When Vanessa Getty created the luxury fashion fundraiser in 2008, she built it around a principle she considered non-negotiable: everyone who showed up should be able to leave with something worth having. That meant pricing donated items not as collectibles or status symbols, but as genuine deals. A Hervé Léger dress retailing at $1,000 went for $275. A Jenni Kayne T-shirt that sold for $195 went for $50. Items were priced 30 to 70 percent below retail, and every dollar raised went directly to the cause.
The cause was the Peninsula Humane Society’s mobile spay-neuter program, which Getty had founded through San Francisco Bay Humane Friends three years earlier. The van needed funding to keep operating. Getty’s answer was to put fashion to work.
She reached out to her network—designers who had become genuine connections over years of engagement in San Francisco’s cultural world, celebrities with wardrobes full of pieces they no longer needed, brands that could donate inventory with real value. Nicole Kidman contributed. Donations came from Chanel, Dolce & Gabbana, Christian Dior, Michael Kors, and Oscar de la Renta, among many others.

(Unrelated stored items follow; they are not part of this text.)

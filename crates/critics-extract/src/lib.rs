//! HTML extraction for Elite Critics.
//!
//! Turns raw movie and review pages into [`critics_core`] domain types. Pure
//! synchronous; no HTTP or database dependencies.
//!
//! The source markup is undocumented and shifts over time, so every field is
//! recovered through an ordered list of independent strategies (see
//! [`chain`]). The first strategy that produces a value wins.
//!
//! # Quick start
//!
//! ```no_run
//! let html = std::fs::read_to_string("twilight_raw_html.txt").unwrap();
//! let movie = critics_extract::extract_summary(
//!   &html,
//!   "https://www.rottentomatoes.com/m/twilight",
//! )
//! .unwrap();
//! println!("{} ({:?}%)", movie.name, movie.critic_score);
//! ```

pub mod chain;
pub mod error;
mod reviews;
mod sentiment;
mod summary;
mod text;

pub use error::{Error, Result};
pub use reviews::{ParsedReview, extract_reviews};
pub use sentiment::parse_marker;
pub use summary::extract_summary;
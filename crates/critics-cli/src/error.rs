use thiserror::Error;

/// Why a pipeline run stopped before producing a report.
#[derive(Debug, Error)]
pub enum Abort {
  #[error("invalid title: {0}")]
  Title(#[from] critics_core::Error),

  #[error("could not fetch movie page {url}: {source}")]
  Fetch {
    url:    String,
    #[source]
    source: Box<dyn std::error::Error + Send + Sync>,
  },

  #[error("movie page {url} is incomplete: {source}")]
  Extract {
    url:    String,
    #[source]
    source: critics_extract::Error,
  },
}
//! [`SqliteStore`], the SQLite implementation of [`CriticStore`].

use std::path::Path;

use critics_core::{
  model::{Critic, Movie, Review, ReviewListing},
  store::CriticStore,
};
use rusqlite::OptionalExtension as _;

use crate::{
  Result,
  encode::{RawListing, RawMovie, encode_approval, encode_genres, encode_score},
  schema::migrate,
};

// ─── Store ───────────────────────────────────────────────────────────────────

/// The Elite Critics cache backed by a single SQLite file.
///
/// Cloning is cheap; the inner connection is reference-counted.
#[derive(Clone)]
pub struct SqliteStore {
  pub(crate) conn: tokio_rusqlite::Connection,
}

impl SqliteStore {
  /// Open (or create) a store at `path` and bring the schema up to date.
  pub async fn open(path: impl AsRef<Path>) -> Result<Self> {
    let conn = tokio_rusqlite::Connection::open(path).await?;
    let store = Self { conn };
    store.init_schema().await?;
    Ok(store)
  }

  /// Open an in-memory store, mainly for tests.
  pub async fn open_in_memory() -> Result<Self> {
    let conn = tokio_rusqlite::Connection::open_in_memory().await?;
    let store = Self { conn };
    store.init_schema().await?;
    Ok(store)
  }

  async fn init_schema(&self) -> Result<()> {
    self
      .conn
      .call(|conn| {
        migrate(conn)?;
        Ok(())
      })
      .await?;
    Ok(())
  }
}

// ─── CriticStore impl ────────────────────────────────────────────────────────

impl CriticStore for SqliteStore {
  type Error = crate::Error;

  // ── Movies ────────────────────────────────────────────────────────────────

  async fn get_movie(&self, url: &str) -> Result<Option<Movie>> {
    let url = url.to_owned();

    let raw: Option<RawMovie> = self
      .conn
      .call(move |conn| {
        Ok(conn
          .query_row(
            "SELECT url, name, critic_score, audience_score, genres,
                    noobless_score, hierarchy_score
             FROM movies WHERE url = ?1",
            rusqlite::params![url],
            RawMovie::from_row,
          )
          .optional()?)
      })
      .await?;

    raw.map(RawMovie::into_movie).transpose()
  }

  async fn put_movie(&self, movie: &Movie) -> Result<()> {
    let url             = movie.url.clone();
    let name            = movie.name.clone();
    let critic_score    = encode_score(movie.critic_score);
    let audience_score  = encode_score(movie.audience_score);
    let genres          = encode_genres(&movie.genres)?;
    let noobless_score  = movie.noobless_score;
    let hierarchy_score = movie.hierarchy_score;

    // Upsert in place rather than REPLACE: a delete-and-reinsert would trip
    // the foreign keys of existing reviews.
    self
      .conn
      .call(move |conn| {
        conn.execute(
          "INSERT INTO movies (
             url, name, critic_score, audience_score, genres,
             noobless_score, hierarchy_score
           ) VALUES (?1, ?2, ?3, ?4, ?5, ?6, ?7)
           ON CONFLICT(url) DO UPDATE SET
             name            = excluded.name,
             critic_score    = excluded.critic_score,
             audience_score  = excluded.audience_score,
             genres          = excluded.genres,
             noobless_score  = excluded.noobless_score,
             hierarchy_score = excluded.hierarchy_score",
          rusqlite::params![
            url,
            name,
            critic_score,
            audience_score,
            genres,
            noobless_score,
            hierarchy_score,
          ],
        )?;
        Ok(())
      })
      .await?;

    tracing::debug!(url = %movie.url, "movie stored");
    Ok(())
  }

  // ── Critics ───────────────────────────────────────────────────────────────

  async fn get_critic(&self, url: &str) -> Result<Option<Critic>> {
    let url = url.to_owned();

    let critic = self
      .conn
      .call(move |conn| {
        Ok(conn
          .query_row(
            "SELECT url, name FROM critics WHERE url = ?1",
            rusqlite::params![url],
            |row| {
              Ok(Critic {
                url:  row.get(0)?,
                name: row.get(1)?,
              })
            },
          )
          .optional()?)
      })
      .await?;

    Ok(critic)
  }

  async fn put_critic(&self, critic: &Critic) -> Result<()> {
    let url  = critic.url.clone();
    let name = critic.name.clone();

    self
      .conn
      .call(move |conn| {
        conn.execute(
          "INSERT INTO critics (url, name) VALUES (?1, ?2)
           ON CONFLICT(url) DO UPDATE SET name = excluded.name",
          rusqlite::params![url, name],
        )?;
        Ok(())
      })
      .await?;
    Ok(())
  }

  // ── Reviews ───────────────────────────────────────────────────────────────

  async fn put_review(&self, review: &Review) -> Result<()> {
    let movie_url  = review.movie_url.clone();
    let critic_url = review.critic_url.clone();
    let approved   = encode_approval(review.sentiment);
    let excerpt    = review.excerpt.clone();

    self
      .conn
      .call(move |conn| {
        conn.execute(
          "INSERT INTO reviews (movie_url, critic_url, approved, excerpt)
           VALUES (?1, ?2, ?3, ?4)
           ON CONFLICT(movie_url, critic_url) DO UPDATE SET
             approved = excluded.approved,
             excerpt  = excluded.excerpt",
          rusqlite::params![movie_url, critic_url, approved, excerpt],
        )?;
        Ok(())
      })
      .await?;
    Ok(())
  }

  async fn list_reviews(&self, movie_url: &str) -> Result<Vec<ReviewListing>> {
    let movie_url = movie_url.to_owned();

    let raws: Vec<RawListing> = self
      .conn
      .call(move |conn| {
        let mut stmt = conn.prepare(
          "SELECT c.url, c.name, r.approved, r.excerpt
           FROM reviews r
           JOIN critics c ON c.url = r.critic_url
           WHERE r.movie_url = ?1
           ORDER BY r.review_id",
        )?;

        let rows = stmt
          .query_map(rusqlite::params![movie_url], RawListing::from_row)?
          .collect::<rusqlite::Result<Vec<_>>>()?;

        Ok(rows)
      })
      .await?;

    Ok(raws.into_iter().map(RawListing::into_listing).collect())
  }
}
//! Error types for the extractor.

use thiserror::Error;

#[derive(Debug, Error)]
pub enum Error {
  /// A required movie field was not recovered by any strategy.
  #[error("missing required fields: {}", .missing.join(", "))]
  Incomplete { missing: Vec<&'static str> },
}

pub type Result<T, E = Error> = std::result::Result<T, E>;
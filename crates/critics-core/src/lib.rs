//! Core types and trait definitions for Elite Critics.
//!
//! This crate is deliberately free of HTTP, HTML and database dependencies.
//! The store, extractor, fetcher and CLI crates all depend on it.

// We intentionally use native `async fn` in traits (stabilised in Rust 1.75).
// Suppress the advisory lint about `Send` bounds on the returned futures.
#![allow(async_fn_in_trait)]

pub mod error;
pub mod model;
pub mod slug;
pub mod source;
pub mod store;

pub use error::{Error, Result};
//! Raw document snapshots.
//!
//! Every retrieved page is written to disk as plain text so a failed parse can
//! be inspected offline. The direct reviews snapshot also serves as the last
//! fallback input when both live review fetches fail.

use std::{
  io::ErrorKind,
  path::{Path, PathBuf},
};

use critics_core::slug::MovieSlug;

use crate::{Error, Result};

/// Which document a snapshot holds.
#[derive(Debug, Clone, Copy, PartialEq, Eq)]
pub enum SnapshotKind {
  /// The movie summary page.
  Summary,
  /// The reviews page as served to a plain request.
  Reviews,
  /// The reviews page after browser rendering and "load more" expansion.
  RenderedReviews,
}

impl SnapshotKind {
  fn suffix(self) -> &'static str {
    match self {
      Self::Summary => "raw_html",
      Self::Reviews => "reviews_raw_html",
      Self::RenderedReviews => "reviews_full_html",
    }
  }
}

/// Directory holding `<slug>_<kind>.txt` snapshot files.
#[derive(Debug, Clone)]
pub struct SnapshotDir {
  root: PathBuf,
}

impl SnapshotDir {
  pub fn new(root: impl Into<PathBuf>) -> Self { Self { root: root.into() } }

  pub fn root(&self) -> &Path { &self.root }

  pub fn path(&self, slug: &MovieSlug, kind: SnapshotKind) -> PathBuf {
    self.root.join(format!("{slug}_{}.txt", kind.suffix()))
  }

  /// Write `body`, creating the directory if needed. Returns the file path.
  pub async fn write(
    &self,
    slug: &MovieSlug,
    kind: SnapshotKind,
    body: &str,
  ) -> Result<PathBuf> {
    let path = self.path(slug, kind);
    let io_err = |source| Error::Snapshot { path: path.clone(), source };

    tokio::fs::create_dir_all(&self.root).await.map_err(io_err)?;
    tokio::fs::write(&path, body).await.map_err(io_err)?;
    Ok(path)
  }

  /// Read a snapshot back. A missing file is `Ok(None)`.
  pub async fn read(&self, slug: &MovieSlug, kind: SnapshotKind) -> Result<Option<String>> {
    let path = self.path(slug, kind);
    match tokio::fs::read_to_string(&path).await {
      Ok(body) => Ok(Some(body)),
      Err(e) if e.kind() == ErrorKind::NotFound => Ok(None),
      Err(source) => Err(Error::Snapshot { path, source }),
    }
  }
}

#[cfg(test)]
mod tests {
  use super::*;

  fn slug() -> MovieSlug { MovieSlug::from_title("Zootopia 2").unwrap() }

  #[test]
  fn file_names_follow_kind() {
    let dir = SnapshotDir::new("/tmp/snaps");
    assert_eq!(
      dir.path(&slug(), SnapshotKind::Summary),
      Path::new("/tmp/snaps/zootopia_2_raw_html.txt")
    );
    assert_eq!(
      dir.path(&slug(), SnapshotKind::Reviews),
      Path::new("/tmp/snaps/zootopia_2_reviews_raw_html.txt")
    );
    assert_eq!(
      dir.path(&slug(), SnapshotKind::RenderedReviews),
      Path::new("/tmp/snaps/zootopia_2_reviews_full_html.txt")
    );
  }

  #[tokio::test]
  async fn write_creates_directory_and_reads_back() {
    let tmp = tempfile::tempdir().unwrap();
    let dir = SnapshotDir::new(tmp.path().join("nested"));

    let path = dir
      .write(&slug(), SnapshotKind::Reviews, "<html>reviews</html>")
      .await
      .unwrap();
    assert!(path.exists());

    let body = dir.read(&slug(), SnapshotKind::Reviews).await.unwrap();
    assert_eq!(body.as_deref(), Some("<html>reviews</html>"));
  }

  #[tokio::test]
  async fn missing_snapshot_is_none() {
    let tmp = tempfile::tempdir().unwrap();
    let dir = SnapshotDir::new(tmp.path());
    assert_eq!(dir.read(&slug(), SnapshotKind::Summary).await.unwrap(), None);
  }
}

The resulting event was, by any reasonable measure, a success that surprised even its organizer. The first PURR raised approximately $150,000 in about an hour. By the second, in 2015, the formula had been refined and the donor network expanded: more than 68 celebrities and designers contributed, the guest list included over 100 buyers, and the final total reached $350,000.
What separated PURR from the standard charity auction circuit was structural. Getty had no interest in creating another event where guests felt socially obligated to bid. She wanted a transaction where both sides genuinely won. The donor got to give meaningfully without friction—clearing out a closet for a cause they cared about. The buyer got access to luxury goods at prices that actually made sense. The organization got funding without overhead. Nothing wasted.
The proceeds funded the mobile clinic’s surgeries and operating costs. In neighborhoods the van served regularly, animal shelter surrender rates fell—a measurable reflection of what happens when you remove the financial barrier to sterilization. Fewer unwanted litters meant fewer animals cycling through already overwhelmed facilities.
The program those events funded has now performed more than 9,500 free surgeries across Bay Area communities. The fashion event and the veterinary van seem like an unlikely pair. For Getty, they represent the same logic: take what you have access to and make it work for something that actually matters.